The Great Inequality is felt especially acutely in Miami. One reason is Miami’s proximity to Latin America, and not just geographically, culturally or linguistically. It’s also a question of ideology and mentality.

Latin America is the region of the world with the greatest level of inequality. That level of inequality is bound to generate tremendous political blowback. The electoral rise of politicians with distinct agendas but basically originating in the left, from Lula to Hugo Chavez to Evo Morales and Rafael Correa, is one consequence of this dynamic. So is the dramatic rise in criminal violence, especially kidnapping and the drug trade, crimes motivated by the quest for the kind of money rich Latin Americans already enjoy. Bilingual Miami, home to the largest concentration of conservative Latin Americans in the United States, is a safe and welcoming haven for those yearning to breathe free from socialist leaders and gangster-style income redistribution.

Much of the current construction boom is fueled by these people’s fears and money as well as the wealth of Russian oligarchs and numerous other dubious characters from all corners of the world. The beneficiaries of the Great American Inequality, eager to trade some of their vast wealth for a little more sun and fun, have also played a role in reinvigorating the high-end housing market.
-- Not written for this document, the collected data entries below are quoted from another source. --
//! Auto-labeling report.

use serde::Serialize;
use std::fmt;
use std::path::PathBuf;

/// Per-run counters for the auto-labeling stage.
#[derive(Clone, Debug, Default, Serialize)]
pub struct LabelReport {
    /// Images found in the input directory.
    pub found: usize,
    /// Images that received a new annotation file.
    pub written: usize,
    /// Images skipped because an annotation file already existed.
    pub skipped: usize,
    /// Images deleted because no usable detection remained.
    pub removed: usize,
    /// Images that could not be read.
    pub unreadable: usize,
    /// Images abandoned because the detector failed.
    pub detector_failed: usize,
    /// Other per-image I/O failures.
    pub failed: usize,
    /// Total objects written across all new annotation files.
    pub objects_written: usize,
    /// Detections dropped because their class is not in the schema.
    pub dropped_unknown_class: usize,
    /// Images labeled by this run, in processing order.
    pub labeled: Vec<PathBuf>,
}

impl LabelReport {
    /// Number of images that could not be handled this run.
    pub fn failure_count(&self) -> usize {
        self.unreadable + self.detector_failed + self.failed
    }
}

impl fmt::Display for LabelReport {
    fn fmt(&self, f: &mut fmt::Formatter<'_>) -> fmt::Result {
        writeln!(f, "Auto-label: {} image(s) found", self.found)?;
        writeln!(
            f,
            "  written: {} ({} object(s))",
            self.written, self.objects_written
        )?;
        writeln!(f, "  skipped (already labeled): {}", self.skipped)?;
        writeln!(f, "  removed (no usable detections): {}", self.removed)?;
        if self.dropped_unknown_class > 0 {
            writeln!(
                f,
                "  detections dropped (class not in schema): {}",
                self.dropped_unknown_class
            )?;
        }

        let failures = self.failure_count();
        if failures > 0 {
            writeln!(
                f,
                "  failed: {} (unreadable: {}, detector: {}, other: {})",
                failures, self.unreadable, self.detector_failed, self.failed
            )?;
        }
        Ok(())
    }
}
There is, finally, a deeper and more insidious way than merely monopolizing vertical space and the views it affords. through which the rich are appropriating the city. The phenomenon is hardly unprecedented in this country’s urban history. But the speed at which it has been coming about in Miami may be.

I am talking about the colossal exercise in ego which consists of donating a sizable chunk of money in exchange for having your name inscribed on an iconic building, say the city’s main art museum or performing arts center. In fact, however, in every case taxpayers pay a significantly larger proportion of the bill for these edifices than the benefactors. But the names of these citizens, never mind those who actually laid the foundation, installed the plumbing, or did the electrical work, don’t get to appear on a single brick.

Miami is for sale, brick, mortar, and soul. Maybe one day some trillion dollar man or woman will want to buy the whole thing. Call it Sam Walton City on the Bay. We are almost there.